I love E Ink for things like this. The limitations of the low-refresh, black-and-white (unless we’re talking color E Ink, which we’re not) display tech forces companies to keep information simple, so it’s not all junked up by someone’s overwrought ideas about graphic design. And it’s usually easy to see, even in fairly low lighting. When that’s not the case, the Weather Station’s 7.5-inch display is also front-lit. In the image below, the display features a card-based interface with the time and current weather conditions prominently displayed, and more detailed information on things like wind speed, UV index, and the forecast for the coming days in smaller text for when you get closer. It also features six different display themes if you don’t like the one pictured below.

The device has built-in temperature and humidity sensors, and four configurable, tappable buttons on the front—two for switching between the weather and calendar views (it can sync with up to five calendars from multiple different services and show up to 30 events per account) and two that work like any smart home button, including within platforms outside of the SwitchBot ecosystem. That means they can do anything from toggle lights to set multi-device scenes throughout your home. It’s annoying that you need a SwitchBot hub for Matter support, which is what actually lets the Weather Station work with platforms like Apple Home or Google Home. At least the $39 SwitchBot Hub Mini comes cheap and works well, in my experience.

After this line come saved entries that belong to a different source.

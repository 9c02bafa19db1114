//! Fetch capability
//!
//! The downloader only needs "give me the body of this URL as a byte stream".
//! `HttpFetcher` is the reqwest implementation; tests substitute an in-memory one.

use crate::error::DownloadError;
use async_trait::async_trait;
use bytes::Bytes;
use futures::stream::{BoxStream, StreamExt};
use reqwest::Client;
use std::time::Duration;
use tracing::debug;

/// Body chunks of one response.
pub type ByteStream = BoxStream<'static, Result<Bytes, DownloadError>>;

#[async_trait]
pub trait Fetcher: Send + Sync {
    /// Start fetching `url`. A non-success status is an error, not an empty body.
    async fn fetch(&self, url: &str) -> Result<ByteStream, DownloadError>;
}

pub const DEFAULT_CONNECT_TIMEOUT: Duration = Duration::from_secs(10);

pub const DEFAULT_USER_AGENT: &str = concat!("hasher/", env!("CARGO_PKG_VERSION"));

/// reqwest-backed fetcher.
#[derive(Debug, Clone)]
pub struct HttpFetcher {
    client: Client,
}

impl HttpFetcher {
    /// The overall per-download deadline is enforced by the downloader, so the
    /// client only bounds connection setup.
    pub fn new(connect_timeout: Duration, user_agent: &str) -> Result<Self, DownloadError> {
        let client = Client::builder()
            .connect_timeout(connect_timeout)
            .user_agent(user_agent)
            .build()
            .map_err(|e| DownloadError::Http(format!("Failed to create HTTP client: {}", e)))?;
        Ok(Self { client })
    }

    pub fn with_client(client: Client) -> Self {
        Self { client }
    }
}

#[async_trait]
impl Fetcher for HttpFetcher {
    async fn fetch(&self, url: &str) -> Result<ByteStream, DownloadError> {
        let response = self.client.get(url).send().await?;
        let status = response.status();
        debug!(url, status = status.as_u16(), "Response received");
        if !status.is_success() {
            return Err(DownloadError::Status {
                url: url.to_string(),
                status: status.as_u16(),
            });
        }
        Ok(response
            .bytes_stream()
            .map(|chunk| chunk.map_err(DownloadError::from))
            .boxed())
    }
}
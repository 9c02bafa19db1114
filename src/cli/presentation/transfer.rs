//! Copy and download summaries.

use crate::copy::CopyReport;
use crate::download::{DownloadOutcome, DownloadReport, DownloadState};
use crate::tree::indexer::HashReport;

pub fn format_copy_summary(report: &CopyReport) -> String {
    format!(
        "Copied {} files ({} bytes), {} already current, skipped {} compressed, {} failed",
        report.copied.len(),
        report.bytes_copied(),
        report.unchanged.len(),
        report.skipped.len(),
        report.failures.len()
    )
}

/// Appended to a copy or download summary when written files were indexed.
pub fn format_record_summary(report: &HashReport) -> String {
    format!(
        "Recorded {} files in the index ({} new, {} updated)",
        report.records.len(),
        report.inserted,
        report.updated
    )
}

/// One line per URL in input order, then a summary.
pub fn format_download_summary(report: &DownloadReport) -> String {
    let mut lines: Vec<String> = report.outcomes.iter().map(outcome_line).collect();
    lines.push(format!(
        "Downloaded {}, skipped {} existing, {} failed",
        report.count(DownloadState::Stored),
        report.count(DownloadState::SkippedExisting),
        report.count(DownloadState::Failed)
    ));
    lines.join("\n")
}

fn outcome_line(outcome: &DownloadOutcome) -> String {
    let path = outcome
        .local_path
        .as_ref()
        .map(|p| p.display().to_string())
        .unwrap_or_else(|| "-".to_string());
    match outcome.state {
        DownloadState::Stored => {
            format!("stored   {} -> {} ({} bytes)", outcome.url, path, outcome.bytes)
        }
        DownloadState::SkippedExisting => format!("exists   {} -> {}", outcome.url, path),
        _ => format!(
            "failed   {}: {}",
            outcome.url,
            outcome.error.as_deref().unwrap_or("unknown error")
        ),
    }
}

The Weather Station is battery-powered and can run for up to a year on a charge, and has a USB-C port for recharging. That’s handy if you, like me, don’t like being limited to sticking a smart display wherever there’s a plug nearby. It also has a built-in speaker and can be used as an alarm clock, with space for three separate alarms and the ability to snooze them.
Finally, as with every damn thing ever these days, there’s an AI component. Specifically, it works with the open-source AI agent tool OpenClaw; SwitchBot says owners can use a “Custom Text view” to display information like public transit timetables they’ve had the agent look up for them. Sounds useful, at least until you miss the bus because you didn’t double-check that it didn’t hallucinate the info.
You can pick up the SwitchBot Weather Station on SwitchBot’s website and Amazon.